Symptoms of chronic compartment syndrome . . . include worsening aching or cramping in the affected muscle (buttock, thigh, or lower leg) within a half-hour of starting exercise. Symptoms usually go away with rest, and muscle function remains normal. Exertional compartment syndrome can feel like shin splints and be confused with that condition.
Tucker (2010) cited fascial defect as an alternate, related diagnosis. The concept here was that there could be a hole or weak spot in the fascia, allowing muscle to bulge through and resulting in nerve compression. But I, myself, did not have the pain radiating to the foot that Tucker said would typify that malady.
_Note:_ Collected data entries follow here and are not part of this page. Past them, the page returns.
//! HTTP server configuration.
//!
//! Built once at process start (environment, optional `.env`, then CLI
//! overrides) and handed to the router by value.

use log::{info, warn};
use serde::{Deserialize, Serialize};
use std::error::Error;
use std::fmt::{Display, Formatter};
use std::path::PathBuf;
use trivia_core::StoreConfig;

pub const ENV_DB_PATH: &str = "TRIVIA_DB_PATH";
pub const ENV_HOST: &str = "TRIVIA_HOST";
pub const ENV_PORT: &str = "TRIVIA_PORT";
pub const ENV_CORS_ORIGINS: &str = "TRIVIA_CORS_ORIGINS";
pub const ENV_BUSY_TIMEOUT_MS: &str = "TRIVIA_BUSY_TIMEOUT_MS";

/// Server configuration.
#[derive(Debug, Clone, PartialEq, Eq, Serialize, Deserialize)]
pub struct ServerConfig {
    /// Host to bind to (default: "127.0.0.1")
    #[serde(default = "default_host")]
    pub host: String,

    /// Port to bind to (default: 5000)
    #[serde(default = "default_port")]
    pub port: u16,

    /// Allowed CORS origins. Empty allows any origin.
    #[serde(default)]
    pub cors_origins: Vec<String>,

    #[serde(default)]
    pub store: StoreConfig,
}

fn default_host() -> String {
    "127.0.0.1".to_string()
}

fn default_port() -> u16 {
    5000
}

impl Default for ServerConfig {
    fn default() -> Self {
        Self {
            host: default_host(),
            port: default_port(),
            cors_origins: Vec::new(),
            store: StoreConfig::default(),
        }
    }
}

/// Invalid environment value.
#[derive(Debug, Clone, PartialEq, Eq)]
pub struct ConfigError {
    pub key: &'static str,
    pub value: String,
}

impl Display for ConfigError {
    fn fmt(&self, f: &mut Formatter<'_>) -> std::fmt::Result {
        write!(f, "invalid value `{}` for {}", self.value, self.key)
    }
}

impl Error for ConfigError {}

/// Outcome of loading a `.env` file.
#[derive(Debug, Clone, PartialEq, Eq)]
pub enum EnvFile {
    Loaded(PathBuf),
    Missing,
    Invalid(String),
}

impl EnvFile {
    pub fn from_result(result: Result<PathBuf, dotenvy::Error>) -> Self {
        match result {
            Ok(path) => Self::Loaded(path),
            Err(err) if err.not_found() => Self::Missing,
            Err(err) => Self::Invalid(err.to_string()),
        }
    }
}

impl ServerConfig {
    /// Loads `.env` when present, then reads `TRIVIA_*` variables.
    ///
    /// An unreadable or malformed `.env` is logged and skipped.
    pub fn from_env() -> Result<Self, ConfigError> {
        match EnvFile::from_result(dotenvy::dotenv()) {
            EnvFile::Loaded(path) => info!(
                "event=config_load module=config status=ok env_file={}",
                path.display()
            ),
            EnvFile::Missing => {}
            EnvFile::Invalid(message) => warn!(
                "event=config_load module=config status=error error_code=env_file_invalid error={message}"
            ),
        }
        Self::from_lookup(|key| std::env::var(key).ok())
    }

    /// Builds a config from an arbitrary key lookup. Blank values count as
    /// unset.
    pub fn from_lookup(lookup: impl Fn(&str) -> Option<String>) -> Result<Self, ConfigError> {
        let get = |key: &str| {
            lookup(key)
                .map(|value| value.trim().to_string())
                .filter(|value| !value.is_empty())
        };
        let mut config = Self::default();

        if let Some(path) = get(ENV_DB_PATH) {
            config.store.db_path = PathBuf::from(path);
        }
        if let Some(host) = get(ENV_HOST) {
            config.host = host;
        }
        if let Some(port) = get(ENV_PORT) {
            config.port = port.parse().map_err(|_| ConfigError {
                key: ENV_PORT,
                value: port.clone(),
            })?;
        }
        if let Some(timeout) = get(ENV_BUSY_TIMEOUT_MS) {
            config.store.busy_timeout_ms = timeout.parse().map_err(|_| ConfigError {
                key: ENV_BUSY_TIMEOUT_MS,
                value: timeout.clone(),
            })?;
        }
        if let Some(origins) = get(ENV_CORS_ORIGINS) {
            config.cors_origins = origins
                .split(',')
                .map(str::trim)
                .filter(|origin| !origin.is_empty())
                .map(str::to_string)
                .collect();
        }

        Ok(config)
    }

    /// Get the socket address string
    pub fn socket_addr(&self) -> String {
        format!("{}:{}", self.host, self.port)
    }
}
Prevalence of Superficial Posterior CECS
CECS appeared to be fairly rare. Orlin et al. (2016) contended that “a large proportion of those presenting with muscular pain actually have [chronic compartment syndrome].” Yet this conclusion was possible only through relaxation of the diagnostic standard; none of their study participants’ legs had compartment pressures meeting the conventional standard. As Orlin et al. acknowledged, the symptoms for patients without markedly elevated compartment pressure could be “very mild.”
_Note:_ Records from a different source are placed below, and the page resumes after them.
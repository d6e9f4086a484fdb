//! Question repository contracts and SQLite implementation.
//!
//! # Responsibility
//! - Provide insert/delete/list/count/search APIs over `questions` storage.
//! - Keep SQL details inside the core persistence boundary.
//!
//! # Invariants
//! - Write paths must call `NewQuestion::validate()` before SQL mutations.
//! - Every list is ordered by `id ASC`.
//! - Read paths reject invalid persisted state instead of masking it.

use crate::db::DbError;
use crate::model::category::CategoryId;
use crate::model::question::{NewQuestion, Question, QuestionId, QuestionValidationError};
use crate::search::term::SearchTerm;
use rusqlite::types::Value;
use rusqlite::{params, params_from_iter, Connection, Row};
use std::collections::BTreeSet;
use std::error::Error;
use std::fmt::{Display, Formatter};

const QUESTION_SELECT_SQL: &str = "SELECT
    id,
    question,
    answer,
    category,
    difficulty
FROM questions";

pub type RepoResult<T> = Result<T, RepoError>;

/// Generic repository error for question and category persistence.
#[derive(Debug)]
pub enum RepoError {
    Validation(QuestionValidationError),
    Db(DbError),
    NotFound(QuestionId),
    InvalidData(String),
}

impl Display for RepoError {
    fn fmt(&self, f: &mut Formatter<'_>) -> std::fmt::Result {
        match self {
            Self::Validation(err) => write!(f, "{err}"),
            Self::Db(err) => write!(f, "{err}"),
            Self::NotFound(id) => write!(f, "question not found: {id}"),
            Self::InvalidData(message) => write!(f, "invalid persisted data: {message}"),
        }
    }
}

impl Error for RepoError {
    fn source(&self) -> Option<&(dyn Error + 'static)> {
        match self {
            Self::Validation(err) => Some(err),
            Self::Db(err) => Some(err),
            Self::NotFound(_) => None,
            Self::InvalidData(_) => None,
        }
    }
}

impl From<QuestionValidationError> for RepoError {
    fn from(value: QuestionValidationError) -> Self {
        Self::Validation(value)
    }
}

impl From<DbError> for RepoError {
    fn from(value: DbError) -> Self {
        Self::Db(value)
    }
}

impl From<rusqlite::Error> for RepoError {
    fn from(value: rusqlite::Error) -> Self {
        Self::Db(DbError::Sqlite(value))
    }
}

/// Query options for listing questions.
#[derive(Debug, Clone, Default, PartialEq, Eq)]
pub struct QuestionListQuery {
    /// Exact category match; `None` lists every category.
    pub category: Option<CategoryId>,
    /// Identifiers to leave out of the result.
    pub exclude: BTreeSet<QuestionId>,
    pub limit: Option<u32>,
    pub offset: u64,
}

/// Repository interface for question operations.
pub trait QuestionRepository {
    fn create_question(&self, question: &NewQuestion) -> RepoResult<QuestionId>;
    fn get_question(&self, id: QuestionId) -> RepoResult<Option<Question>>;
    fn delete_question(&self, id: QuestionId) -> RepoResult<()>;
    fn list_questions(&self, query: &QuestionListQuery) -> RepoResult<Vec<Question>>;
    fn count_questions(&self) -> RepoResult<u64>;
    fn search_questions(&self, term: &SearchTerm) -> RepoResult<Vec<Question>>;
}

/// SQLite-backed question repository.
pub struct SqliteQuestionRepository<'conn> {
    conn: &'conn Connection,
}

impl<'conn> SqliteQuestionRepository<'conn> {
    pub fn new(conn: &'conn Connection) -> Self {
        Self { conn }
    }
}

impl QuestionRepository for SqliteQuestionRepository<'_> {
    fn create_question(&self, question: &NewQuestion) -> RepoResult<QuestionId> {
        let valid = question.validate()?;

        self.conn.execute(
            "INSERT INTO questions (
                question,
                answer,
                category,
                difficulty
            ) VALUES (?1, ?2, ?3, ?4);",
            params![
                valid.question.as_str(),
                valid.answer.as_str(),
                valid.category,
                valid.difficulty,
            ],
        )?;

        Ok(self.conn.last_insert_rowid())
    }

    fn get_question(&self, id: QuestionId) -> RepoResult<Option<Question>> {
        let mut stmt = self
            .conn
            .prepare(&format!("{QUESTION_SELECT_SQL} WHERE id = ?1;"))?;

        let mut rows = stmt.query(params![id])?;
        if let Some(row) = rows.next()? {
            return Ok(Some(parse_question_row(row)?));
        }

        Ok(None)
    }

    fn delete_question(&self, id: QuestionId) -> RepoResult<()> {
        let changed = self
            .conn
            .execute("DELETE FROM questions WHERE id = ?1;", params![id])?;

        if changed == 0 {
            return Err(RepoError::NotFound(id));
        }

        Ok(())
    }

    fn list_questions(&self, query: &QuestionListQuery) -> RepoResult<Vec<Question>> {
        let mut sql = format!("{QUESTION_SELECT_SQL} WHERE 1 = 1");
        let mut bind_values: Vec<Value> = Vec::new();

        if let Some(category) = query.category {
            sql.push_str(" AND category = ?");
            bind_values.push(Value::Integer(category));
        }

        // Bound as one JSON array parameter regardless of set size.
        if !query.exclude.is_empty() {
            let excluded = serde_json::to_string(&query.exclude)
                .map_err(|err| RepoError::InvalidData(format!("exclusion set: {err}")))?;
            sql.push_str(" AND id NOT IN (SELECT value FROM json_each(?))");
            bind_values.push(Value::Text(excluded));
        }

        sql.push_str(" ORDER BY id ASC");

        let offset = i64::try_from(query.offset).unwrap_or(i64::MAX);
        if let Some(limit) = query.limit {
            sql.push_str(" LIMIT ?");
            bind_values.push(Value::Integer(i64::from(limit)));
            if offset > 0 {
                sql.push_str(" OFFSET ?");
                bind_values.push(Value::Integer(offset));
            }
        } else if offset > 0 {
            sql.push_str(" LIMIT -1 OFFSET ?");
            bind_values.push(Value::Integer(offset));
        }

        let mut stmt = self.conn.prepare(&sql)?;
        let rows = stmt.query(params_from_iter(bind_values))?;
        collect_questions(rows)
    }

    fn count_questions(&self) -> RepoResult<u64> {
        let count: i64 = self
            .conn
            .query_row("SELECT COUNT(*) FROM questions;", [], |row| row.get(0))?;
        u64::try_from(count)
            .map_err(|_| RepoError::InvalidData(format!("negative question count `{count}`")))
    }

    fn search_questions(&self, term: &SearchTerm) -> RepoResult<Vec<Question>> {
        // SQLite LIKE folds ASCII only; matching happens on the Rust side.
        let mut stmt = self
            .conn
            .prepare(&format!("{QUESTION_SELECT_SQL} ORDER BY id ASC;"))?;
        let questions = collect_questions(stmt.query([])?)?;
        Ok(questions
            .into_iter()
            .filter(|question| term.matches(&question.question))
            .collect())
    }
}

fn collect_questions(mut rows: rusqlite::Rows<'_>) -> RepoResult<Vec<Question>> {
    let mut questions = Vec::new();
    while let Some(row) = rows.next()? {
        questions.push(parse_question_row(row)?);
    }
    Ok(questions)
}

fn parse_question_row(row: &Row<'_>) -> RepoResult<Question> {
    let id: QuestionId = row.get("id")?;
    let question: String = row.get("question")?;
    let answer: String = row.get("answer")?;

    if question.is_empty() || answer.is_empty() {
        return Err(RepoError::InvalidData(format!(
            "question {id} has empty question or answer text"
        )));
    }

    Ok(Question {
        id,
        question,
        answer,
        category: row.get("category")?,
        difficulty: row.get("difficulty")?,
    })
}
During a period of eight years (2003-2010 inclusive) when an estimated four million Americans served in the U.S. military (see Pew Research Center, 2011; the average number of Americans in uniform at any specific point was apparently about 1.4 million), Waterman et al. (2013) found a total of only 611 service members who underwent fasciotomies for chronic CS in any lower leg compartment. Elsewhere, acknowledging that military service members constituted “an idealized subset at risk” of CECS, Waterman et al. (2013) found an incidence rate of about one case of CECS per 2,000 person-years.
Among the few who did suffer from CECS, only a small fraction involved the posterior compartments. A glance at the AAOS diagram (above) showed why: the anterior compartment was especially small and tightly bound. Various sources (e.g., Gross et al., 2015; Duke Medicine) considered CECS rare to nonexistent in the superficial posterior compartment, where the big calf muscles were.
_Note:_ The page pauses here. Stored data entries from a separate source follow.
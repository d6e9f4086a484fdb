//! Core query and selection logic for the trivia service.
//! This crate is the single source of truth for business invariants.

pub mod config;
pub mod db;
pub mod logging;
pub mod model;
pub mod repo;
pub mod search;
pub mod service;

pub use config::StoreConfig;
pub use logging::{
    default_log_dir, default_log_level, init_logging, logging_status, LogLevel, LoggingError,
};
pub use model::category::{Category, CategoryId, DEFAULT_CATEGORIES};
pub use model::question::{
    NewQuestion, Question, QuestionId, QuestionValidationError, DEFAULT_DIFFICULTY,
};
pub use repo::category_repo::{
    seed_default_categories, CategoryRepository, SqliteCategoryRepository,
};
pub use repo::question_repo::{
    QuestionListQuery, QuestionRepository, RepoError, RepoResult, SqliteQuestionRepository,
};
pub use search::term::{SearchError, SearchTerm};
pub use service::query_service::{
    PageRequest, QueryService, QuestionPage, DEFAULT_PAGE, DEFAULT_PAGE_LIMIT,
};
pub use service::question_service::QuestionService;
pub use service::quiz_service::{
    CategoryFilter, QuizPick, QuizRequest, QuizSelector, ANY_CATEGORY_ID,
};
pub use service::{ErrorKind, ServiceError, ServiceResult};

/// Minimal health-check API for smoke checks.
pub fn ping() -> &'static str {
    "pong"
}

/// Returns the core crate version.
pub fn core_version() -> &'static str {
    env!("CARGO_PKG_VERSION")
}
//! Trivia store: connection setup and schema versioning.
//!
//! Callers only ever see a connection whose schema matches this build.

use std::error::Error;
use std::fmt::{Display, Formatter};

pub mod migrations;
mod open;

pub use open::{open_db, open_db_in_memory, open_store};

pub type DbResult<T> = Result<T, DbError>;

/// Failure while opening or upgrading the store.
#[derive(Debug)]
pub enum DbError {
    Sqlite(rusqlite::Error),
    /// The file was written by a newer build.
    SchemaTooNew { found: u32, supported: u32 },
    /// A schema step failed; the upgrade was rolled back.
    Migration {
        version: u32,
        name: &'static str,
        source: rusqlite::Error,
    },
}

impl Display for DbError {
    fn fmt(&self, f: &mut Formatter<'_>) -> std::fmt::Result {
        match self {
            Self::Sqlite(err) => write!(f, "sqlite: {err}"),
            Self::SchemaTooNew { found, supported } => write!(
                f,
                "store schema v{found} is newer than this build (v{supported})"
            ),
            Self::Migration {
                version,
                name,
                source,
            } => write!(f, "migration v{version} `{name}` failed: {source}"),
        }
    }
}

impl Error for DbError {
    fn source(&self) -> Option<&(dyn Error + 'static)> {
        match self {
            Self::Sqlite(err) | Self::Migration { source: err, .. } => Some(err),
            Self::SchemaTooNew { .. } => None,
        }
    }
}

impl From<rusqlite::Error> for DbError {
    fn from(value: rusqlite::Error) -> Self {
        Self::Sqlite(value)
    }
}
//! Core use-case services.
//!
//! # Responsibility
//! - Orchestrate repository calls into use-case level APIs.
//! - Classify every failure as validation, not-found or internal.
//!
//! # Invariants
//! - Validation and not-found outcomes are never merged.
//! - Services hold no state between calls; every read goes to the store.

pub mod query_service;
pub mod question_service;
pub mod quiz_service;

use crate::model::question::{QuestionId, QuestionValidationError};
use crate::repo::question_repo::RepoError;
use crate::search::term::SearchError;
use std::error::Error;
use std::fmt::{Display, Formatter};

pub type ServiceResult<T> = Result<T, ServiceError>;

/// Outcome class of a failed service call.
#[derive(Debug, Clone, Copy, PartialEq, Eq)]
pub enum ErrorKind {
    /// Caller input is missing or malformed.
    Validation,
    /// Target entity does not exist.
    NotFound,
    /// Store or consistency failure.
    Internal,
}

/// Service error shared by query, quiz and mutation use-cases.
#[derive(Debug)]
pub enum ServiceError {
    /// Question creation input failed validation.
    InvalidQuestion(QuestionValidationError),
    /// Search term absent or blank.
    EmptySearchTerm,
    /// Quiz request carried no category.
    MissingQuizCategory,
    /// Target question does not exist.
    QuestionNotFound(QuestionId),
    /// Persistence-layer failure.
    Repo(RepoError),
}

impl ServiceError {
    pub fn kind(&self) -> ErrorKind {
        match self {
            Self::InvalidQuestion(_) | Self::EmptySearchTerm | Self::MissingQuizCategory => {
                ErrorKind::Validation
            }
            Self::QuestionNotFound(_) => ErrorKind::NotFound,
            Self::Repo(_) => ErrorKind::Internal,
        }
    }
}

impl Display for ServiceError {
    fn fmt(&self, f: &mut Formatter<'_>) -> std::fmt::Result {
        match self {
            Self::InvalidQuestion(err) => write!(f, "invalid question: {err}"),
            Self::EmptySearchTerm => write!(f, "search term must not be empty"),
            Self::MissingQuizCategory => write!(f, "quiz_category is required"),
            Self::QuestionNotFound(id) => write!(f, "question not found: {id}"),
            Self::Repo(err) => write!(f, "{err}"),
        }
    }
}

impl Error for ServiceError {
    fn source(&self) -> Option<&(dyn Error + 'static)> {
        match self {
            Self::InvalidQuestion(err) => Some(err),
            Self::Repo(err) => Some(err),
            _ => None,
        }
    }
}

impl From<RepoError> for ServiceError {
    fn from(value: RepoError) -> Self {
        match value {
            RepoError::NotFound(id) => Self::QuestionNotFound(id),
            RepoError::Validation(err) => Self::InvalidQuestion(err),
            other => Self::Repo(other),
        }
    }
}

impl From<QuestionValidationError> for ServiceError {
    fn from(value: QuestionValidationError) -> Self {
        Self::InvalidQuestion(value)
    }
}

impl From<SearchError> for ServiceError {
    fn from(value: SearchError) -> Self {
        match value {
            SearchError::EmptyTerm => Self::EmptySearchTerm,
        }
    }
}

#[cfg(test)]
mod tests {
    use super::{ErrorKind, ServiceError};
    use crate::db::DbError;
    use crate::model::question::QuestionValidationError;
    use crate::repo::question_repo::RepoError;

    #[test]
    fn repo_errors_map_to_distinct_kinds() {
        let not_found = ServiceError::from(RepoError::NotFound(7));
        assert_eq!(not_found.kind(), ErrorKind::NotFound);

        let invalid = ServiceError::from(RepoError::Validation(
            QuestionValidationError::EmptyAnswer,
        ));
        assert_eq!(invalid.kind(), ErrorKind::Validation);

        let db = ServiceError::from(RepoError::Db(DbError::SchemaTooNew {
            found: 9,
            supported: 1,
        }));
        assert_eq!(db.kind(), ErrorKind::Internal);
    }

    #[test]
    fn missing_quiz_category_is_validation_not_not_found() {
        assert_eq!(
            ServiceError::MissingQuizCategory.kind(),
            ErrorKind::Validation
        );
    }
}
//! Question mutation use-cases.
//!
//! # Invariants
//! - Validation runs before any store call; a rejected input inserts nothing.
//! - Delete of an unknown id is `QuestionNotFound`, never a silent success.

use crate::model::question::{NewQuestion, Question, QuestionId};
use crate::repo::question_repo::QuestionRepository;
use crate::service::ServiceResult;
use log::{error, info};

/// Create/delete service over a question repository.
pub struct QuestionService<Q: QuestionRepository> {
    repo: Q,
}

impl<Q: QuestionRepository> QuestionService<Q> {
    pub fn new(repo: Q) -> Self {
        Self { repo }
    }

    /// Validates and inserts a question, returning the store-assigned id.
    pub fn create_question(&self, input: &NewQuestion) -> ServiceResult<QuestionId> {
        input.validate()?;

        match self.repo.create_question(input) {
            Ok(id) => {
                info!("event=question_create module=service status=ok question_id={id}");
                Ok(id)
            }
            Err(err) => {
                error!(
                    "event=question_create module=service status=error error_code=store_failed error={err}"
                );
                Err(err.into())
            }
        }
    }

    /// Deletes a question and echoes its id.
    pub fn delete_question(&self, id: QuestionId) -> ServiceResult<QuestionId> {
        self.repo.delete_question(id)?;
        info!("event=question_delete module=service status=ok question_id={id}");
        Ok(id)
    }

    /// Reads one question back by id.
    pub fn get_question(&self, id: QuestionId) -> ServiceResult<Option<Question>> {
        Ok(self.repo.get_question(id)?)
    }
}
For that matter, CECS hardly seemed to occur in the deep posterior compartment. Over a 3.5-year effort to sign up study participants at the second-largest medical center in a region comprised of nearly three-quarters of a million inhabitants, Winkes et al. (2016) diagnosed only 91 individuals with deep posterior CECS (dp-CECS). In a study of 36 patients with CECS, Edmundsson et al. (2009) found only four who appeared to have compression in both the deep posterior compartment and the anterior compartment; none with compression only in the deep posterior compartment; and none (or perhaps one — the account is unclear) with compression in the superficial posterior compartment. Among the 611 U.S. military CECS patients identified by Waterman et al. (2013), only 19.4% of fasciotomies involved an unspecified (but apparently the deep) posterior compartment, along with the anterior compartments, and only 2.2% involved a posterior compartment without an anterior compartment.
Fasciotomy Outcomes
I ran a search to learn more about fasciotomy outcomes. Starting with articles already cited (above), I saw that, among Waterman’s et al. (2013) 611 U.S. military CECS patients, many experienced less-than-ideal post-fasciotomy outcomes: for 45%, CECS symptoms recurred; 28% were unable to return to full duty; 16% had surgical complications; 6% underwent surgical revision (i.e., one or more additional surgeries to reduce scar tissue or otherwise clean up undesirable aspects of the previous surgery); 17% were ultimately referred for medical discharge from the military due to continuing CECS rendering continued service infeasible; and only 14% experienced complete recovery.
In an article published about the same time as (and not citing) the work of Waterman et al. (2013), Winkes et al. (2013) contended that prior research was of poor quality, for purposes of determining the effectiveness of fasciotomy for deep posterior CECS (dp-CECS). Winkes et al. acknowledged that the previous literature concluded that “outcome for dp_CECS is traditionally considered unpredictable.” For example, Edmundsson et al. (2009) found that, of 57 legs on which fasciotomies were performed, only 41 (72%) yielded outcomes that could be considered good or excellent.
In evaluating prior studies, Winkes et al. (2013) were willing to consider only seven (26%) of 27 prior papers; they excluded Edmundsson’s research from consideration on grounds that it was not specifically oriented toward dp-CECS and did not state postoperative outcomes with sufficient clarity. I appreciated that, for legitimate reasons, one could select criteria that would exclude most prior research. Aweid et al. (2012, p. 356) agreed that “the quality of [prior] studies was generally not high.” Nonetheless, it seemed glib to claim, as Winkes et al. did (p. 5), that “Surgery for most types of CECS . . . is successful” when Edmundsson et al. reported that, post-surgery, one-third of patients still had pain during exercise.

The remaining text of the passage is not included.